Rohingya women who have more than two kids can be fined or arrested. Even marriage licenses for Rohingya are restricted.

“Forcibly transferring children of the group to another group” 

No evidence suggests this has happened to the Rohingya on any significant scale.

There’s no denying that the Rohingya are among Asia’s most subjugated groups. But what separates the Rohingya crisis from the most infamous genocides is scale. 

The death toll from Rohingya purges since 2012 is believed to number in the low hundreds. Far more have likely died attempting to flee their native areas on creaky boats. Exact figures are elusive but, however high, the amount is tiny compared to genocides that have cost millions of lives.

Death tolls, however, aren’t the only way to measure a genocide. “I think one of the common misconceptions is that, in order for genocide to happen, there needs to be a situation with mass killings,” Smith says. 

“The popular imagination around genocide has been shaped by horrific genocides that have occurred in the past,” he says. “In a way, that has prevented people from accurately calling a genocide a genocide.”

While academics and Nobel laureates use the word “genocide” to label the Rohingya nightmare, groups that work closely on the Rohingya cause, such as Fortify Rights and Human Rights Watch, have not attempted to make a case for Rohingya genocide under international law.

“But it is reasonable, right now, to be talking about genocide prevention,” Smith says. “The situation is that serious.”
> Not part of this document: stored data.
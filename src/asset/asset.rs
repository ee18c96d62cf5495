//! Asset records as reported by the node

use serde::{Deserialize, Serialize};

use super::{AssetOutPoint, AssetTransferInput, Timelock};
use crate::primitives::{hex_serde, H160, H256, U64};

/// An unspent asset. Read-only; spend it through [`Asset::create_transfer_input`].
#[derive(Debug, Clone, PartialEq, Eq, Serialize, Deserialize)]
#[serde(rename_all = "camelCase")]
pub struct Asset {
    pub asset_type: H256,
    pub lock_script_hash: H160,
    #[serde(with = "hex_serde::bytes_list")]
    pub parameters: Vec<Vec<u8>>,
    pub quantity: U64,
    pub shard_id: u16,
    pub tracker: H256,
    pub transaction_output_index: usize,
}

impl Asset {
    pub fn out_point(&self) -> AssetOutPoint {
        AssetOutPoint::new(
            self.tracker,
            self.transaction_output_index,
            self.asset_type,
            self.shard_id,
            self.quantity,
        )
        .with_owner(self.lock_script_hash, self.parameters.clone())
    }

    pub fn create_transfer_input(&self, timelock: Option<Timelock>) -> AssetTransferInput {
        AssetTransferInput::new(self.out_point(), timelock)
    }
}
Those who warn of genocide as a potential threat are “definitely on the right path,” says Phil Robertson, the deputy Asia director at Human Rights Watch. “What we’ve seen is certainly ethnic cleansing. We’ve certainly seen crimes against humanity.”

But genocide, he says, is probably not a “legally accurate” description. 

“Some of the international advocates for the Rohingya, who are screaming from the rooftops that genocide is already taking place, don’t do their arguments service,” Robertson says. “It certainly doesn’t help efforts to pressure the government to reverse course and undo some of the things that are leading to warnings of calamity.”

Troops turning their guns on inhabitants of Rohingya camps would certainly constitute genocide, Robertson says, as would any government action plan designed to exterminate the Rohingya. 

“If a UN agency did decide there’s a genocide taking place … then we’d have a responsibility to protect them,” he says. “It could compel the UN Security Council to authorize action. It would become a major international imperative.”

But for now, the UN isn’t even remotely close to using the word “genocide.” Its approach has been to gently nudge the government toward better behavior. Among UN officials, even the word “Rohingya” is avoided: it can infuriate Myanmar officials who prefer the term “Bengali,” a label that suggests Rohingya are native to Bangladesh, not Myanmar.

Only once has a UN official let slip the word “genocide” in reference to the Rohingya. Last year, the then-Special Rapporteur for Human Rights, Tomás Ojéa Quintana, mentioned in a speech that the Rohingya crisis has “elements of genocide.” But he quickly added: “I myself do not use the term genocide for strategic reasons.”